[[ RECORDS FOR THE TASK open ]]

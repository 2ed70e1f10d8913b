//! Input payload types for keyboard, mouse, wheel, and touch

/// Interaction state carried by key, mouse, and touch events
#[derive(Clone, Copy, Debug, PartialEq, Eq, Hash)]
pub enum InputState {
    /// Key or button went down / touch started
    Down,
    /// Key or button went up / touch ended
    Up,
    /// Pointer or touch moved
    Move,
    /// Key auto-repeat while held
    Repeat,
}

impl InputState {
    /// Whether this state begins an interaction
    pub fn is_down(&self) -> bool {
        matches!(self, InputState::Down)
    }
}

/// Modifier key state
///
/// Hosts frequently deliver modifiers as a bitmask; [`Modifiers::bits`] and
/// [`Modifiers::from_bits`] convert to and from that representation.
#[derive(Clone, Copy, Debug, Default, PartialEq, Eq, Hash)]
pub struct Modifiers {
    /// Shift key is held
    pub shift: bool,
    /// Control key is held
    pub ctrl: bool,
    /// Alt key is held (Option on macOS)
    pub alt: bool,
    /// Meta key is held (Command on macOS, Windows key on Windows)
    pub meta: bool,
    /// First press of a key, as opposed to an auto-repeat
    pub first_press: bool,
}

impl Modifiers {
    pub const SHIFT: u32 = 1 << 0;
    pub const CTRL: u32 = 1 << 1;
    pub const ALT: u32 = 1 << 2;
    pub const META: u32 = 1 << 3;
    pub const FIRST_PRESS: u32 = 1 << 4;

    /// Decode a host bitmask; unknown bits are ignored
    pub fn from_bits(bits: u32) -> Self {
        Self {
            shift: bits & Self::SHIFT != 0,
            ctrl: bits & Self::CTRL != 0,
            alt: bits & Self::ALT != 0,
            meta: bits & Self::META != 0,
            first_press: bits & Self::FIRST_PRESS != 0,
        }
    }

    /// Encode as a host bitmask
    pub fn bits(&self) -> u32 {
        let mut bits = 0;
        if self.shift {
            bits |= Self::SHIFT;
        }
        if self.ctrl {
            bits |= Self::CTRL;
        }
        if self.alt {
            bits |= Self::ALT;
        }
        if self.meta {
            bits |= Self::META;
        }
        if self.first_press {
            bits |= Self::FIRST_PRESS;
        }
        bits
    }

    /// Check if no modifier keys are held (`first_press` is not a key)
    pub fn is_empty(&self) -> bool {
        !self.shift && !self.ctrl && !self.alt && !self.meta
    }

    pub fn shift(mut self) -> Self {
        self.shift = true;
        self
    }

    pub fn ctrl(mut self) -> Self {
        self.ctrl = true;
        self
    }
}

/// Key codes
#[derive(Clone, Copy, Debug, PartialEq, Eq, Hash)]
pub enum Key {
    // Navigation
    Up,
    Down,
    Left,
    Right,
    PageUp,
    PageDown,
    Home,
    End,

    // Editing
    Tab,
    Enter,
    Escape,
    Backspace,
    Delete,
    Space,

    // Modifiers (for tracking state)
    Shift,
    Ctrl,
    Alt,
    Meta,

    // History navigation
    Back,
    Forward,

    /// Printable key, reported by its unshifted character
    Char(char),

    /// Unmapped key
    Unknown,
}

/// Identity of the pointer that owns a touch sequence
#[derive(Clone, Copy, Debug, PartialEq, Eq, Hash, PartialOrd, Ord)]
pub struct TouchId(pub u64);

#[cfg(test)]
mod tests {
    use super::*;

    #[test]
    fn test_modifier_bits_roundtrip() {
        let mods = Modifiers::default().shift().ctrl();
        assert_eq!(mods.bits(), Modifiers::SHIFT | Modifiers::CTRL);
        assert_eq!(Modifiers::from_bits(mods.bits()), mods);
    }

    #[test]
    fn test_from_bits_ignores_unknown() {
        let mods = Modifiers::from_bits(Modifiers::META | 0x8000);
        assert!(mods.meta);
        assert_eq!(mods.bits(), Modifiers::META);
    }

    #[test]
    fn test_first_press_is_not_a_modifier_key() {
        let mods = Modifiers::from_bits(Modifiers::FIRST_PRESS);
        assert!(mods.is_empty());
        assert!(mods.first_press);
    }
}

[[ RECORDS FOR THE TASK closed ]]
[[ RECORDS FOR THE TASK open ]]

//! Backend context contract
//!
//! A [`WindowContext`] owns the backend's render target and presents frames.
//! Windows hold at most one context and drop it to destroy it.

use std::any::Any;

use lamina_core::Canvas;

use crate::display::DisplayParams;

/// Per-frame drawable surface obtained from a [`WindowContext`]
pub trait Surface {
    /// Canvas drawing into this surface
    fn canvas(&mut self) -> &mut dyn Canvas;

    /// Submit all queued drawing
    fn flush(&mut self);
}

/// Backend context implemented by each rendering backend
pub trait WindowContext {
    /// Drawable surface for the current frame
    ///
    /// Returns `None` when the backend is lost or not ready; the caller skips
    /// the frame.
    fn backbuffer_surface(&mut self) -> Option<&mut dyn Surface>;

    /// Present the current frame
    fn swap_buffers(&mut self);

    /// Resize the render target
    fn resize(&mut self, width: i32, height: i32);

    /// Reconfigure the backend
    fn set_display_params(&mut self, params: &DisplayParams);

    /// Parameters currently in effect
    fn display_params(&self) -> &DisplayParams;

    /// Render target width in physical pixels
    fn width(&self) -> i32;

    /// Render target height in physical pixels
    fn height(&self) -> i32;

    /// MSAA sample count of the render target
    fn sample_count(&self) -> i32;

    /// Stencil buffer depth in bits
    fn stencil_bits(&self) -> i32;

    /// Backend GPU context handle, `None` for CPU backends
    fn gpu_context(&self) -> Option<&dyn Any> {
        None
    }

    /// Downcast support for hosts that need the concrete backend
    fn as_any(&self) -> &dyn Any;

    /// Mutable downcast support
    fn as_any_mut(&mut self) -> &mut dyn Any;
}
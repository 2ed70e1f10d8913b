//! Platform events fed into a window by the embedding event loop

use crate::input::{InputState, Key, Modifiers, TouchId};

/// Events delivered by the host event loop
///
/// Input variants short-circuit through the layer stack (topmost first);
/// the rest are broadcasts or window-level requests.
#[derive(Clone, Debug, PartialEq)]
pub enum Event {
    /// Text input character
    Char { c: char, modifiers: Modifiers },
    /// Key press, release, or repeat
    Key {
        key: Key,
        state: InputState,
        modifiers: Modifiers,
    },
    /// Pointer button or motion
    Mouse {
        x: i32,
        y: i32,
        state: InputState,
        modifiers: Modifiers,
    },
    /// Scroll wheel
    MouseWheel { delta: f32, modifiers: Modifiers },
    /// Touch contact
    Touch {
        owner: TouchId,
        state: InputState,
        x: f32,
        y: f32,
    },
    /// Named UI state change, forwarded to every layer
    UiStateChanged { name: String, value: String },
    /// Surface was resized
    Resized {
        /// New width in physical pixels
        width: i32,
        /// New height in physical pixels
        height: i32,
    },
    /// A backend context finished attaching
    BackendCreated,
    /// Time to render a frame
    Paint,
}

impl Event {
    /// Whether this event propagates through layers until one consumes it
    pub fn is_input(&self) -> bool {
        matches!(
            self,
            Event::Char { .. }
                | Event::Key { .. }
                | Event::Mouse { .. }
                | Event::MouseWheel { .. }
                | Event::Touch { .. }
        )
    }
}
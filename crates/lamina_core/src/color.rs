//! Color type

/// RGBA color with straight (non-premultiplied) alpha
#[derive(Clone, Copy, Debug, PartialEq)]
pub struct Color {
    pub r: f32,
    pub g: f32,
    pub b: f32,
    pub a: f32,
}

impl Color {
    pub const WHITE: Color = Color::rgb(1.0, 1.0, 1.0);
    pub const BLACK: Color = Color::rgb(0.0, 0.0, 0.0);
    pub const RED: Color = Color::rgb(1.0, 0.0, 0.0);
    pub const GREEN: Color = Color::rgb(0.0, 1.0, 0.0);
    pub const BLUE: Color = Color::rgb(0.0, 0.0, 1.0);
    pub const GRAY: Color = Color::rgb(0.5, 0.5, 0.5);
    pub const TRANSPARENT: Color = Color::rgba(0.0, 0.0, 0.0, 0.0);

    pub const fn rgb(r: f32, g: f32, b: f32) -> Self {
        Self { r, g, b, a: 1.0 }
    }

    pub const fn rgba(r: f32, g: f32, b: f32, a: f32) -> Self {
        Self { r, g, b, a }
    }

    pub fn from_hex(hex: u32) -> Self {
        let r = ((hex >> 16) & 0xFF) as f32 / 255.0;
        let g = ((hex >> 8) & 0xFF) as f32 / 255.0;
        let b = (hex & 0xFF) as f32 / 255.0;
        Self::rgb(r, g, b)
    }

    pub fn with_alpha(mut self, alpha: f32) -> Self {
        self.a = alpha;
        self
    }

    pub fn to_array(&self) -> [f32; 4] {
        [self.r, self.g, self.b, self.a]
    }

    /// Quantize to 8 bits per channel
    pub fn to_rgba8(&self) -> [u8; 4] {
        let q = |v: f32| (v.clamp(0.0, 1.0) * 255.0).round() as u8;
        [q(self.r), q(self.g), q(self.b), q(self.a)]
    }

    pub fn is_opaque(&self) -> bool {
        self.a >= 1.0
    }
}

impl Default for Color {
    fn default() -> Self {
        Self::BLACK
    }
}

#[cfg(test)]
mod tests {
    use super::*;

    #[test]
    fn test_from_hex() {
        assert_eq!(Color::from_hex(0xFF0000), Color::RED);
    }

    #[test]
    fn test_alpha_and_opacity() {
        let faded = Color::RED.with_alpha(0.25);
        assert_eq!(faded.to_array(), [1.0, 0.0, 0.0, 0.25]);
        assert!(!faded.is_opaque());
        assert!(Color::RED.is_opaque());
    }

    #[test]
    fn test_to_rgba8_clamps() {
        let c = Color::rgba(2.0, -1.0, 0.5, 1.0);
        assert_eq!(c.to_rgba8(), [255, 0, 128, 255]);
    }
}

[[ RECORDS FOR THE TASK closed ]]
[[ RECORDS FOR THE TASK open ]]

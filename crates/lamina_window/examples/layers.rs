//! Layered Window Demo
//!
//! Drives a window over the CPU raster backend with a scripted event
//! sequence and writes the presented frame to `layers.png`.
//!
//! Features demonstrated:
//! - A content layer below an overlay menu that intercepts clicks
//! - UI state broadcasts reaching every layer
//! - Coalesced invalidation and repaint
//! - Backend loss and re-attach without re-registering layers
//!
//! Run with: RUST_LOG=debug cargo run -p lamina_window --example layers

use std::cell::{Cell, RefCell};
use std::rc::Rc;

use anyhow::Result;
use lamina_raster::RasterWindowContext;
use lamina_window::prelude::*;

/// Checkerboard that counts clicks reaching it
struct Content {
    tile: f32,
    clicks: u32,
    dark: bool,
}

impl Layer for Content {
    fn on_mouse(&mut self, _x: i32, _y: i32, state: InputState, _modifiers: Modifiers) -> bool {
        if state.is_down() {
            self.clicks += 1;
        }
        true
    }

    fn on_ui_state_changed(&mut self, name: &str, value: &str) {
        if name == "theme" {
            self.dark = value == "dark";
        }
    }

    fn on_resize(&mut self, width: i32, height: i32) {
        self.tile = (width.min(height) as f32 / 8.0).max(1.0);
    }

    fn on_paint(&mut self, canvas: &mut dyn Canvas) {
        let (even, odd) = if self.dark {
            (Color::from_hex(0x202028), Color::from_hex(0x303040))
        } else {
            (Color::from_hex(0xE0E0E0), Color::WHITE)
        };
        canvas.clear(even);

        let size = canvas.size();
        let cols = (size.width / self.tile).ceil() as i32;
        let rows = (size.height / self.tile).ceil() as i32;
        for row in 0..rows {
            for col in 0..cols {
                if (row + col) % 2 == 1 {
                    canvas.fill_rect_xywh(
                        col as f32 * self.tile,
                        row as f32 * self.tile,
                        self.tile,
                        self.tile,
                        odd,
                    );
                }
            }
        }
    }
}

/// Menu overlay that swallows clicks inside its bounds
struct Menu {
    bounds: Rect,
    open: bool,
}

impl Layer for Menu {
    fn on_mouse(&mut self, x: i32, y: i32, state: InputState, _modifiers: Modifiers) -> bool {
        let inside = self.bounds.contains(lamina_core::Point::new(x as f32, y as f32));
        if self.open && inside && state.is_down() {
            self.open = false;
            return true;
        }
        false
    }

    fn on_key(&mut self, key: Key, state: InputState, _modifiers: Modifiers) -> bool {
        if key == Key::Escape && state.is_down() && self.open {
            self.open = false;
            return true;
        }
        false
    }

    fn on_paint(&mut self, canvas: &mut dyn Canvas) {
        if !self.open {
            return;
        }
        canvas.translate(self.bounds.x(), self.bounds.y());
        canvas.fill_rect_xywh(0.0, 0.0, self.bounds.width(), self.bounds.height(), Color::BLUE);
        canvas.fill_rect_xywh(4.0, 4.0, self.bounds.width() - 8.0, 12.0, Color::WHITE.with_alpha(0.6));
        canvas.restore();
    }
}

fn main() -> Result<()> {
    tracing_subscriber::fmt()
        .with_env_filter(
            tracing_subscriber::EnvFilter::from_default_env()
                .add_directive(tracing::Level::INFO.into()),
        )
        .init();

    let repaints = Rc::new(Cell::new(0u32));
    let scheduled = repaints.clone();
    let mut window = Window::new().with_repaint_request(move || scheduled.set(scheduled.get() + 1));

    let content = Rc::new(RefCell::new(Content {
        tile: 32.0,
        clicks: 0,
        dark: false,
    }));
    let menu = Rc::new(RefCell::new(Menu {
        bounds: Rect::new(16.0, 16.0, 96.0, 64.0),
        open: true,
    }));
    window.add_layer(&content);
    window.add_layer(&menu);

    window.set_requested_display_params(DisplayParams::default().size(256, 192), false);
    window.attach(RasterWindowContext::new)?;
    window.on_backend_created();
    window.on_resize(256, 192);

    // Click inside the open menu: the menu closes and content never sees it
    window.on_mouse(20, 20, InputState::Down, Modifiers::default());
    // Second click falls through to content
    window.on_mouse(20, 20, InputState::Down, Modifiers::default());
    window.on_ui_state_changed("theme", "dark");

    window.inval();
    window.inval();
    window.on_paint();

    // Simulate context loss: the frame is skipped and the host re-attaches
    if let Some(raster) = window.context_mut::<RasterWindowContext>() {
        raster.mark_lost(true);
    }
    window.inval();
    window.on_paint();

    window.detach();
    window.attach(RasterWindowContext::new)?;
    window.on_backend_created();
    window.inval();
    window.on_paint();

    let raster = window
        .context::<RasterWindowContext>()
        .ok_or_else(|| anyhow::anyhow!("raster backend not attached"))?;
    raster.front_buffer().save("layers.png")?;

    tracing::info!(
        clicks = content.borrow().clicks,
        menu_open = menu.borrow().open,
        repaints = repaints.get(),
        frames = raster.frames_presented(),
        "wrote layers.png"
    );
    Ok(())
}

[[ RECORDS FOR THE TASK closed ]]

*WHAT YOU HAVE TO DO*:
Looking back over the data above, restate word for word the lines that begin at the line with "fn height(&self) -> i32;" and end at the line with "pub enum Event", inclusive.

*SOLUTION TO THIS PROBLEM*:
    fn height(&self) -> i32;

    /// MSAA sample count of the render target
    fn sample_count(&self) -> i32;

    /// Stencil buffer depth in bits
    fn stencil_bits(&self) -> i32;

    /// Backend GPU context handle, `None` for CPU backends
    fn gpu_context(&self) -> Option<&dyn Any> {
        None
    }

    /// Downcast support for hosts that need the concrete backend
    fn as_any(&self) -> &dyn Any;

    /// Mutable downcast support
    fn as_any_mut(&mut self) -> &mut dyn Any;
}
repository 2ed70e1f10d8913b
//! Platform events fed into a window by the embedding event loop

use crate::input::{InputState, Key, Modifiers, TouchId};

/// Events delivered by the host event loop
///
/// Input variants short-circuit through the layer stack (topmost first);
/// the rest are broadcasts or window-level requests.
#[derive(Clone, Debug, PartialEq)]
pub enum Event {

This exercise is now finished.